** Work request **
The response must consist of all the records, retyped exactly.

::: Provided data

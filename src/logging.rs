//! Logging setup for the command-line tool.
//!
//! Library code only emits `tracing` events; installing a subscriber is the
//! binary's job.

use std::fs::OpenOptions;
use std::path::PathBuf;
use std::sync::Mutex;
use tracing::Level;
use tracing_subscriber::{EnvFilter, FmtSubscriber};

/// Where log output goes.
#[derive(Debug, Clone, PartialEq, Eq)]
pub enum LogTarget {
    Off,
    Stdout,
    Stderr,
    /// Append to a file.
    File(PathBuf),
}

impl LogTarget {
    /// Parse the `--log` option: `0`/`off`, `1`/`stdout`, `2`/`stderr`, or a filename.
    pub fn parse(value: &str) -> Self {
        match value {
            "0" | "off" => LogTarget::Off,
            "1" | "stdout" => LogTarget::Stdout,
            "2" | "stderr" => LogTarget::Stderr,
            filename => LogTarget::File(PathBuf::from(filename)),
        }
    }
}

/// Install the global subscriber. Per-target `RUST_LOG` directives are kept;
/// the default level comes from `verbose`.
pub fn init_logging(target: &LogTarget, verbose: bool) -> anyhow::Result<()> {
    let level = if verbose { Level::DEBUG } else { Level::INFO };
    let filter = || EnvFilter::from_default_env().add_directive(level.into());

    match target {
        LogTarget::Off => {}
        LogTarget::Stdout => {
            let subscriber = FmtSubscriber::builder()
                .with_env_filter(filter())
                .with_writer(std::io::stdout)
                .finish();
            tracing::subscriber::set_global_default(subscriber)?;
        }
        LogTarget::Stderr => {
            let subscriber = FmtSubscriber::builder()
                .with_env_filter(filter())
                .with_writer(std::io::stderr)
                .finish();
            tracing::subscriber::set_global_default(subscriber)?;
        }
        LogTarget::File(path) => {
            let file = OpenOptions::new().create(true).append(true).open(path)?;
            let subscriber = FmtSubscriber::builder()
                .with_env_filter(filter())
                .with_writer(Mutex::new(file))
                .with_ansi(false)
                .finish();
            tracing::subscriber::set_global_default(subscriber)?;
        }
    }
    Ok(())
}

::::::

** Answer box **
filename src/logging.rs
//! Logging setup for the command-line tool.
//!
//! Library code only emits `tracing` events; installing a subscriber is the
//! binary's job.

use std::fs::OpenOptions;
use std::path::PathBuf;
use std::sync::Mutex;
use tracing::Level;
use tracing_subscriber::{EnvFilter, FmtSubscriber};

/// Where log output goes.
#[derive(Debug, Clone, PartialEq, Eq)]
pub enum LogTarget {
    Off,
    Stdout,
    Stderr,
    /// Append to a file.
    File(PathBuf),
}

impl LogTarget {
    /// Parse the `--log` option: `0`/`off`, `1`/`stdout`, `2`/`stderr`, or a filename.
    pub fn parse(value: &str) -> Self {
        match value {
            "0" | "off" => LogTarget::Off,
            "1" | "stdout" => LogTarget::Stdout,
            "2" | "stderr" => LogTarget::Stderr,
            filename => LogTarget::File(PathBuf::from(filename)),
        }
    }
}

/// Install the global subscriber. Per-target `RUST_LOG` directives are kept;
/// the default level comes from `verbose`.
pub fn init_logging(target: &LogTarget, verbose: bool) -> anyhow::Result<()> {
    let level = if verbose { Level::DEBUG } else { Level::INFO };
    let filter = || EnvFilter::from_default_env().add_directive(level.into());

    match target {
        LogTarget::Off => {}
        LogTarget::Stdout => {
            let subscriber = FmtSubscriber::builder()
                .with_env_filter(filter())
                .with_writer(std::io::stdout)
                .finish();
            tracing::subscriber::set_global_default(subscriber)?;
        }
        LogTarget::Stderr => {
            let subscriber = FmtSubscriber::builder()
                .with_env_filter(filter())
                .with_writer(std::io::stderr)
                .finish();
            tracing::subscriber::set_global_default(subscriber)?;
        }
        LogTarget::File(path) => {
            let file = OpenOptions::new().create(true).append(true).open(path)?;
            let subscriber = FmtSubscriber::builder()
                .with_env_filter(filter())
                .with_writer(Mutex::new(file))
                .with_ansi(false)
                .finish();
            tracing::subscriber::set_global_default(subscriber)?;
        }
    }
    Ok(())
}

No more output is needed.